* Try it *
Determine how many lines in the entries below contain "HashMap", and output only that number.

* Provided material *
use anyhow::{anyhow, Result};
use chrono::{DateTime, Duration, Utc};
use jsonwebtoken::{decode, encode, Algorithm, DecodingKey, EncodingKey, Header, Validation};
use serde::{Deserialize, Serialize};
use std::collections::HashMap;
use std::sync::Arc;
use tokio::sync::RwLock;
use tracing::{debug, info};
use uuid::Uuid;

use crate::core::shared::enums::UserRole;

const OAUTH_STATE_MINUTES: i64 = 10;

#[derive(Debug, Clone, Serialize, Deserialize)]
pub struct JwtConfig {
    pub issuer: String,
    pub audience: String,
    pub access_token_expiry_minutes: i64,
    pub refresh_token_expiry_days: i64,
    pub leeway_seconds: u64,
}

impl Default for JwtConfig {
    fn default() -> Self {
        Self {
            issuer: "ticketdesk".into(),
            audience: "ticketdesk-api".into(),
            access_token_expiry_minutes: 60,
            refresh_token_expiry_days: 7,
            leeway_seconds: 30,
        }
    }
}

#[derive(Debug, Clone, Copy, PartialEq, Eq, Serialize, Deserialize)]
pub enum TokenType {
    Access,
    Refresh,
    OAuthState,
}

impl TokenType {
    pub fn as_str(&self) -> &'static str {
        match self {
            Self::Access => "access",
            Self::Refresh => "refresh",
            Self::OAuthState => "oauth_state",
        }
    }
}

#[derive(Debug, Clone, Serialize, Deserialize)]
pub struct Claims {
    pub sub: String,
    pub iss: String,
    pub aud: String,
    pub exp: i64,
    pub iat: i64,
    pub nbf: i64,
    pub jti: String,
    #[serde(rename = "type")]
    pub token_type: String,
    #[serde(skip_serializing_if = "Option::is_none")]
    pub email: Option<String>,
    #[serde(skip_serializing_if = "Option::is_none")]
    pub name: Option<String>,
    #[serde(skip_serializing_if = "Option::is_none")]
    pub role: Option<UserRole>,
    #[serde(skip_serializing_if = "Option::is_none")]
    pub provider: Option<String>,
}

impl Claims {
    pub fn new(
        subject: String,
        issuer: &str,
        audience: &str,
        token_type: TokenType,
        expiry: DateTime<Utc>,
    ) -> Self {
        let now = Utc::now();
        Self {
            sub: subject,
            iss: issuer.to_string(),
            aud: audience.to_string(),
            exp: expiry.timestamp(),
            iat: now.timestamp(),
            nbf: now.timestamp(),
            jti: Uuid::new_v4().to_string(),
            token_type: token_type.as_str().to_string(),
            email: None,
            name: None,
            role: None,
            provider: None,
        }
    }

    pub fn with_email(mut self, email: String) -> Self {
        self.email = Some(email);
        self
    }

    pub fn with_name(mut self, name: String) -> Self {
        self.name = Some(name);
        self
    }

    pub fn with_role(mut self, role: UserRole) -> Self {
        self.role = Some(role);
        self
    }

    pub fn user_id(&self) -> Result<Uuid> {
        Uuid::parse_str(&self.sub).map_err(|e| anyhow!("Invalid user ID in claims: {e}"))
    }

    pub fn is_type(&self, token_type: TokenType) -> bool {
        self.token_type == token_type.as_str()
    }
}

#[derive(Debug, Clone, Serialize, Deserialize)]
pub struct TokenPair {
    pub access_token: String,
    pub refresh_token: String,
    pub token_type: String,
    pub expires_in: i64,
    pub refresh_expires_in: i64,
}

/// Identity baked into issued tokens.
#[derive(Debug, Clone)]
pub struct TokenSubject {
    pub user_id: Uuid,
    pub email: String,
    pub name: String,
    pub role: UserRole,
}

pub struct JwtManager {
    config: JwtConfig,
    encoding_key: EncodingKey,
    decoding_key: DecodingKey,
    // jti -> exp timestamp
    revoked: Arc<RwLock<HashMap<String, i64>>>,
}

impl JwtManager {
    pub fn new(config: JwtConfig, secret: &str) -> Result<Self> {
        if secret.len() < 32 {
            return Err(anyhow!("JWT secret must be at least 32 characters"));
        }
        Ok(Self {
            config,
            encoding_key: EncodingKey::from_secret(secret.as_bytes()),
            decoding_key: DecodingKey::from_secret(secret.as_bytes()),
            revoked: Arc::new(RwLock::new(HashMap::new())),
        })
    }

    pub fn from_secret(secret: &str) -> Result<Self> {
        Self::new(JwtConfig::default(), secret)
    }

    fn sign(&self, claims: &Claims) -> Result<String> {
        encode(&Header::new(Algorithm::HS256), claims, &self.encoding_key)
            .map_err(|e| anyhow!("Failed to encode token: {e}"))
    }

    pub fn generate_token_pair(&self, subject: &TokenSubject) -> Result<TokenPair> {
        let now = Utc::now();
        let access_expiry = now + Duration::minutes(self.config.access_token_expiry_minutes);
        let refresh_expiry = now + Duration::days(self.config.refresh_token_expiry_days);

        let access_claims = Claims::new(
            subject.user_id.to_string(),
            &self.config.issuer,
            &self.config.audience,
            TokenType::Access,
            access_expiry,
        )
        .with_email(subject.email.clone())
        .with_name(subject.name.clone())
        .with_role(subject.role);

        let refresh_claims = Claims::new(
            subject.user_id.to_string(),
            &self.config.issuer,
            &self.config.audience,
            TokenType::Refresh,
            refresh_expiry,
        );

        Ok(TokenPair {
            access_token: self.sign(&access_claims)?,
            refresh_token: self.sign(&refresh_claims)?,
            token_type: "Bearer".into(),
            expires_in: self.config.access_token_expiry_minutes * 60,
            refresh_expires_in: self.config.refresh_token_expiry_days * 24 * 60 * 60,
        })
    }

    pub fn validate_token(&self, token: &str) -> Result<Claims> {
        let mut validation = Validation::new(Algorithm::HS256);
        validation.set_issuer(&[&self.config.issuer]);
        validation.set_audience(&[&self.config.audience]);
        validation.leeway = self.config.leeway_seconds;

        decode::<Claims>(token, &self.decoding_key, &validation)
            .map(|data| data.claims)
            .map_err(|e| anyhow!("Token validation failed: {e}"))
    }

    pub async fn validate_access_token(&self, token: &str) -> Result<Claims> {
        let claims = self.validate_token(token)?;
        if !claims.is_type(TokenType::Access) {
            return Err(anyhow!("Token is not an access token"));
        }
        if self.is_revoked(&claims.jti).await {
            return Err(anyhow!("Token has been revoked"));
        }
        Ok(claims)
    }

    /// Validates a refresh token and revokes it so it cannot be replayed.
    pub async fn consume_refresh_token(&self, token: &str) -> Result<Uuid> {
        let claims = self.validate_token(token)?;
        if !claims.is_type(TokenType::Refresh) {
            return Err(anyhow!("Token is not a refresh token"));
        }
        if self.is_revoked(&claims.jti).await {
            return Err(anyhow!("Refresh token has been revoked"));
        }
        let user_id = claims.user_id()?;
        self.revoke(&claims.jti, claims.exp).await;
        debug!("Consumed refresh token for user {user_id}");
        Ok(user_id)
    }

    pub fn issue_oauth_state(&self, provider: &str) -> Result<String> {
        let mut claims = Claims::new(
            Uuid::new_v4().to_string(),
            &self.config.issuer,
            &self.config.audience,
            TokenType::OAuthState,
            Utc::now() + Duration::minutes(OAUTH_STATE_MINUTES),
        );
        claims.provider = Some(provider.to_string());
        self.sign(&claims)
    }

    pub fn verify_oauth_state(&self, state: &str, provider: &str) -> Result<()> {
        let claims = self.validate_token(state)?;
        if !claims.is_type(TokenType::OAuthState) {
            return Err(anyhow!("Invalid OAuth state"));
        }
        if claims.provider.as_deref() != Some(provider) {
            return Err(anyhow!("OAuth state was issued for another provider"));
        }
        Ok(())
    }

    pub async fn revoke(&self, jti: &str, exp: i64) {
        let mut revoked = self.revoked.write().await;
        revoked.insert(jti.to_string(), exp);
        debug!("Revoked token {jti}");
    }

    pub async fn is_revoked(&self, jti: &str) -> bool {
        self.revoked.read().await.contains_key(jti)
    }

    /// Drops revocation entries whose tokens have expired anyway.
    pub async fn cleanup_revoked(&self) -> usize {
        let now = Utc::now().timestamp();
        let mut revoked = self.revoked.write().await;
        let before = revoked.len();
        revoked.retain(|_, exp| *exp > now);
        let removed = before - revoked.len();
        if removed > 0 {
            info!("Cleaned up {removed} entries from token revocation list");
        }
        removed
    }

    pub fn config(&self) -> &JwtConfig {
        &self.config
    }
}

pub fn extract_bearer_token(auth_header: &str) -> Option<&str> {
    auth_header
        .strip_prefix("Bearer ")
        .or_else(|| auth_header.strip_prefix("bearer "))
        .map(str::trim)
        .filter(|t| !t.is_empty())
}

#[cfg(test)]
mod tests {
    use super::*;

    fn create_test_manager() -> JwtManager {
        JwtManager::from_secret("this-is-a-very-long-secret-key-for-testing-purposes-only")
            .expect("Failed to create manager")
    }

    fn subject(role: UserRole) -> TokenSubject {
        TokenSubject {
            user_id: Uuid::new_v4(),
            email: "agent@example.com".into(),
            name: "Agent".into(),
            role,
        }
    }

    #[test]
    fn test_short_secret_rejected() {
        assert!(JwtManager::from_secret("too-short").is_err());
    }

    #[tokio::test]
    async fn test_access_token_carries_identity() {
        let manager = create_test_manager();
        let subject = subject(UserRole::Admin);

        let pair = manager.generate_token_pair(&subject).expect("Failed to generate");
        assert_eq!(pair.token_type, "Bearer");

        let claims = manager
            .validate_access_token(&pair.access_token)
            .await
            .expect("Validation failed");
        assert_eq!(claims.user_id().expect("Invalid user ID"), subject.user_id);
        assert_eq!(claims.email.as_deref(), Some("agent@example.com"));
        assert_eq!(claims.role, Some(UserRole::Admin));
    }

    #[tokio::test]
    async fn test_wrong_token_type() {
        let manager = create_test_manager();
        let pair = manager
            .generate_token_pair(&subject(UserRole::User))
            .expect("Failed to generate");

        assert!(manager.validate_access_token(&pair.refresh_token).await.is_err());
        assert!(manager.consume_refresh_token(&pair.access_token).await.is_err());
    }

    #[tokio::test]
    async fn test_refresh_token_single_use() {
        let manager = create_test_manager();
        let subject = subject(UserRole::User);
        let pair = manager.generate_token_pair(&subject).expect("Failed to generate");

        let user_id = manager
            .consume_refresh_token(&pair.refresh_token)
            .await
            .expect("First use should succeed");
        assert_eq!(user_id, subject.user_id);
        assert!(manager.consume_refresh_token(&pair.refresh_token).await.is_err());
    }

    #[tokio::test]
    async fn test_revoked_access_token() {
        let manager = create_test_manager();
        let pair = manager
            .generate_token_pair(&subject(UserRole::User))
            .expect("Failed to generate");
        let claims = manager.validate_token(&pair.access_token).expect("valid");

        manager.revoke(&claims.jti, claims.exp).await;
        assert!(manager.validate_access_token(&pair.access_token).await.is_err());
        assert_eq!(manager.cleanup_revoked().await, 0);
    }

    #[test]
    fn test_invalid_token() {
        let manager = create_test_manager();
        assert!(manager.validate_token("invalid.token.here").is_err());
    }

    #[test]
    fn test_oauth_state_is_bound_to_provider() {
        let manager = create_test_manager();
        let state = manager.issue_oauth_state("github").expect("state");
        assert!(manager.verify_oauth_state(&state, "github").is_ok());
        assert!(manager.verify_oauth_state(&state, "google").is_err());
    }

    #[test]
    fn test_extract_bearer_token() {
        assert_eq!(extract_bearer_token("Bearer abc123"), Some("abc123"));
        assert_eq!(extract_bearer_token("bearer abc123"), Some("abc123"));
        assert_eq!(extract_bearer_token("Bearer "), None);
        assert_eq!(extract_bearer_token("Basic abc123"), None);
    }
}
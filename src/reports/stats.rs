use chrono::{DateTime, Utc};
use serde::{Deserialize, Serialize};
use std::collections::BTreeMap;

use super::period::PeriodKey;
use crate::core::shared::enums::{TicketPriority, TicketStatus, TicketType};
use crate::tickets::Ticket;

#[derive(Debug, Clone, Copy, PartialEq, Eq, Hash, PartialOrd, Ord, Serialize, Deserialize)]
#[serde(rename_all = "snake_case")]
pub enum RootCause {
    Development,
    Requirements,
    Infrastructure,
    UserRequest,
}

impl RootCause {
    pub const ALL: [RootCause; 4] = [
        Self::Development,
        Self::Requirements,
        Self::Infrastructure,
        Self::UserRequest,
    ];

    pub fn as_str(&self) -> &'static str {
        match self {
            Self::Development => "development",
            Self::Requirements => "requirements",
            Self::Infrastructure => "infrastructure",
            Self::UserRequest => "user_request",
        }
    }
}

impl From<TicketType> for RootCause {
    fn from(ticket_type: TicketType) -> Self {
        match ticket_type {
            TicketType::Bug => Self::Development,
            TicketType::Feature | TicketType::Improvement => Self::Requirements,
            TicketType::Incident => Self::Infrastructure,
            TicketType::Support | TicketType::Question => Self::UserRequest,
        }
    }
}

#[derive(Debug, Clone, PartialEq, Serialize, Deserialize)]
pub struct SeriesPoint {
    pub label: String,
    pub created: usize,
    pub resolved: usize,
}

#[derive(Debug, Clone, PartialEq, Serialize, Deserialize)]
pub struct Comparison {
    pub period: String,
    pub total: usize,
    pub resolved: usize,
    /// Percent change in created tickets; `None` when the previous period was empty.
    pub change_pct: Option<f64>,
}

#[derive(Debug, Clone, PartialEq, Serialize, Deserialize)]
pub struct TicketStats {
    pub period: String,
    pub start: DateTime<Utc>,
    pub end: DateTime<Utc>,
    pub total: usize,
    pub by_status: BTreeMap<String, usize>,
    pub by_priority: BTreeMap<String, usize>,
    pub by_type: BTreeMap<String, usize>,
    pub by_root_cause: BTreeMap<String, usize>,
    pub resolved: usize,
    pub open_backlog: usize,
    pub avg_resolution_hours: Option<f64>,
    pub series: Vec<SeriesPoint>,
    #[serde(default, skip_serializing_if = "Option::is_none")]
    pub previous: Option<Comparison>,
}

fn zeroed<'a>(keys: impl Iterator<Item = &'a str>) -> BTreeMap<String, usize> {
    keys.map(|k| (k.to_string(), 0)).collect()
}

fn bump(map: &mut BTreeMap<String, usize>, key: &str) {
    *map.entry(key.to_string()).or_insert(0) += 1;
}

fn round2(value: f64) -> f64 {
    (value * 100.0).round() / 100.0
}

/// Reduces the tickets created inside `period` into one statistics record.
///
/// Tickets outside the period are ignored. `resolved` counts tickets whose
/// `resolved_at` also falls inside the period; `open_backlog` counts those still
/// unresolved at the period end.
pub fn compute_stats(period: &PeriodKey, tickets: &[Ticket]) -> TicketStats {
    let (start, end) = period.range();
    let buckets = period.buckets();

    let mut stats = TicketStats {
        period: period.to_string(),
        start,
        end,
        total: 0,
        by_status: zeroed(TicketStatus::ALL.iter().map(|s| s.as_str())),
        by_priority: zeroed(TicketPriority::ALL.iter().map(|p| p.as_str())),
        by_type: zeroed(TicketType::ALL.iter().map(|t| t.as_str())),
        by_root_cause: zeroed(RootCause::ALL.iter().map(|r| r.as_str())),
        resolved: 0,
        open_backlog: 0,
        avg_resolution_hours: None,
        series: buckets
            .iter()
            .map(|b| SeriesPoint {
                label: b.label.clone(),
                created: 0,
                resolved: 0,
            })
            .collect(),
        previous: None,
    };

    let mut resolution_hours = 0.0;
    for ticket in tickets.iter().filter(|t| period.contains(t.created_at)) {
        stats.total += 1;
        bump(&mut stats.by_status, ticket.status.as_str());
        bump(&mut stats.by_priority, ticket.priority.as_str());
        bump(&mut stats.by_type, ticket.ticket_type.as_str());
        bump(&mut stats.by_root_cause, RootCause::from(ticket.ticket_type).as_str());

        if let Some(index) = buckets
            .iter()
            .position(|b| ticket.created_at >= b.start && ticket.created_at < b.end)
        {
            stats.series[index].created += 1;
        }

        match ticket.resolved_at {
            Some(resolved_at) if resolved_at < end => {
                stats.resolved += 1;
                resolution_hours +=
                    (resolved_at - ticket.created_at).num_seconds().max(0) as f64 / 3600.0;
                if let Some(index) = buckets
                    .iter()
                    .position(|b| resolved_at >= b.start && resolved_at < b.end)
                {
                    stats.series[index].resolved += 1;
                }
            }
            _ => stats.open_backlog += 1,
        }
    }

    if stats.resolved > 0 {
        stats.avg_resolution_hours = Some(round2(resolution_hours / stats.resolved as f64));
    }
    stats
}

/// Attaches the previous period's totals to `current`.
pub fn compare(mut current: TicketStats, previous: &TicketStats) -> TicketStats {
    let change_pct = (previous.total > 0).then(|| {
        round2((current.total as f64 - previous.total as f64) * 100.0 / previous.total as f64)
    });
    current.previous = Some(Comparison {
        period: previous.period.clone(),
        total: previous.total,
        resolved: previous.resolved,
        change_pct,
    });
    current
}

#[cfg(test)]
mod tests {
    use super::*;
    use crate::core::shared::enums::TicketStage;
    use chrono::{Duration, TimeZone};
    use uuid::Uuid;

    fn at(y: i32, m: u32, d: u32, h: u32) -> DateTime<Utc> {
        Utc.with_ymd_and_hms(y, m, d, h, 0, 0).unwrap()
    }

    fn ticket(
        ticket_type: TicketType,
        status: TicketStatus,
        created_at: DateTime<Utc>,
        resolved_at: Option<DateTime<Utc>>,
    ) -> Ticket {
        Ticket {
            id: Uuid::new_v4(),
            title: "t".into(),
            description: None,
            status,
            priority: TicketPriority::Medium,
            ticket_type,
            stage: TicketStage::Backlog,
            position: 0,
            creator_id: Some(Uuid::new_v4()),
            assignee_id: None,
            due_date: None,
            resolved_at,
            created_at,
            updated_at: created_at,
        }
    }

    #[test]
    fn test_root_cause_table() {
        assert_eq!(RootCause::from(TicketType::Bug), RootCause::Development);
        assert_eq!(RootCause::from(TicketType::Feature), RootCause::Requirements);
        assert_eq!(RootCause::from(TicketType::Improvement), RootCause::Requirements);
        assert_eq!(RootCause::from(TicketType::Incident), RootCause::Infrastructure);
        assert_eq!(RootCause::from(TicketType::Support), RootCause::UserRequest);
        assert_eq!(RootCause::from(TicketType::Question), RootCause::UserRequest);
    }

    #[test]
    fn test_weekly_rollup() {
        // 2024-W10 runs Mon 4 March .. Mon 11 March
        let period: PeriodKey = "2024-W10".parse().unwrap();
        let monday = at(2024, 3, 4, 9);
        let tickets = vec![
            ticket(TicketType::Bug, TicketStatus::Resolved, monday, Some(monday + Duration::hours(6))),
            ticket(TicketType::Incident, TicketStatus::Closed, monday, Some(at(2024, 3, 6, 9))),
            ticket(TicketType::Question, TicketStatus::Open, at(2024, 3, 8, 12), None),
            // resolved only after the period ended
            ticket(TicketType::Feature, TicketStatus::Resolved, at(2024, 3, 9, 8), Some(at(2024, 3, 12, 8))),
            // outside the period entirely
            ticket(TicketType::Bug, TicketStatus::Open, at(2024, 3, 11, 0), None),
        ];

        let stats = compute_stats(&period, &tickets);
        assert_eq!(stats.total, 4);
        assert_eq!(stats.resolved, 2);
        assert_eq!(stats.open_backlog, 2);
        assert_eq!(stats.avg_resolution_hours, Some(27.0));
        assert_eq!(stats.by_status["resolved"], 2);
        assert_eq!(stats.by_status["pending"], 0);
        assert_eq!(stats.by_root_cause["development"], 1);
        assert_eq!(stats.by_root_cause["infrastructure"], 1);
        assert_eq!(stats.by_root_cause["user_request"], 1);
        assert_eq!(stats.by_root_cause["requirements"], 1);

        assert_eq!(stats.series.len(), 7);
        assert_eq!(stats.series[0].created, 2);
        assert_eq!(stats.series[0].resolved, 1);
        assert_eq!(stats.series[2].resolved, 1);
        assert_eq!(stats.series[4].created, 1);
        assert_eq!(stats.series.iter().map(|p| p.created).sum::<usize>(), 4);
    }

    #[test]
    fn test_empty_period() {
        let period: PeriodKey = "2024-Q2".parse().unwrap();
        let stats = compute_stats(&period, &[]);
        assert_eq!(stats.total, 0);
        assert_eq!(stats.avg_resolution_hours, None);
        assert_eq!(stats.series.len(), 3);
        assert_eq!(stats.by_type.len(), TicketType::ALL.len());
    }

    #[test]
    fn test_comparison() {
        let period: PeriodKey = "2024-03".parse().unwrap();
        let previous_period = period.previous();
        let current = compute_stats(
            &period,
            &[
                ticket(TicketType::Bug, TicketStatus::Open, at(2024, 3, 2, 0), None),
                ticket(TicketType::Bug, TicketStatus::Open, at(2024, 3, 3, 0), None),
                ticket(TicketType::Bug, TicketStatus::Open, at(2024, 3, 4, 0), None),
            ],
        );
        let previous = compute_stats(
            &previous_period,
            &[
                ticket(TicketType::Bug, TicketStatus::Open, at(2024, 2, 2, 0), None),
                ticket(TicketType::Bug, TicketStatus::Open, at(2024, 2, 3, 0), None),
            ],
        );
        let compared = compare(current, &previous);
        let comparison = compared.previous.unwrap();
        assert_eq!(comparison.period, "2024-02");
        assert_eq!(comparison.total, 2);
        assert_eq!(comparison.change_pct, Some(50.0));

        let empty = compute_stats(&previous_period, &[]);
        let compared = compare(compute_stats(&period, &[]), &empty);
        assert_eq!(compared.previous.unwrap().change_pct, None);
    }
}
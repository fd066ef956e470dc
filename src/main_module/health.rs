//! Liveness and readiness checks

use axum::extract::State;
use axum::http::StatusCode;
use axum::Json;
use std::sync::Arc;

use crate::core::shared::state::AppState;

/// Readiness: the pool must hand out a connection.
pub async fn health_check(State(state): State<Arc<AppState>>) -> (StatusCode, Json<serde_json::Value>) {
    let pool = state.conn.clone();
    let db_ok = tokio::task::spawn_blocking(move || pool.get().is_ok())
        .await
        .unwrap_or(false);

    let status = if db_ok { "healthy" } else { "degraded" };
    let code = if db_ok {
        StatusCode::OK
    } else {
        StatusCode::SERVICE_UNAVAILABLE
    };

    (
        code,
        Json(serde_json::json!({
            "status": status,
            "service": "ticketdesk",
            "version": env!("CARGO_PKG_VERSION"),
            "database": db_ok
        })),
    )
}

pub async fn health_check_simple() -> (StatusCode, Json<serde_json::Value>) {
    (
        StatusCode::OK,
        Json(serde_json::json!({
            "status": "ok",
            "service": "ticketdesk",
            "version": env!("CARGO_PKG_VERSION")
        })),
    )
}
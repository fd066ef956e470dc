use once_cell::sync::Lazy;
use regex::Regex;

// `@name`, `@first.last` or `@user@example.com`, not preceded by a word character
static MENTION_RE: Lazy<Regex> = Lazy::new(|| {
    Regex::new(r"(?:^|[^\w@])@([\w.+-]+(?:@[\w-]+(?:\.[\w-]+)*)?)").expect("Invalid mention regex")
});

const TRAILING: &[char] = &['.', '-', '+', '_'];

/// Lowercased mention handles in order of first appearance.
pub fn extract_mentions(text: &str) -> Vec<String> {
    let mut mentions: Vec<String> = Vec::new();
    for caps in MENTION_RE.captures_iter(text) {
        let Some(handle) = caps.get(1) else { continue };
        let handle = handle.as_str().trim_end_matches(TRAILING).to_lowercase();
        if handle.is_empty() || mentions.contains(&handle) {
            continue;
        }
        mentions.push(handle);
    }
    mentions
}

* Answer for the task *
3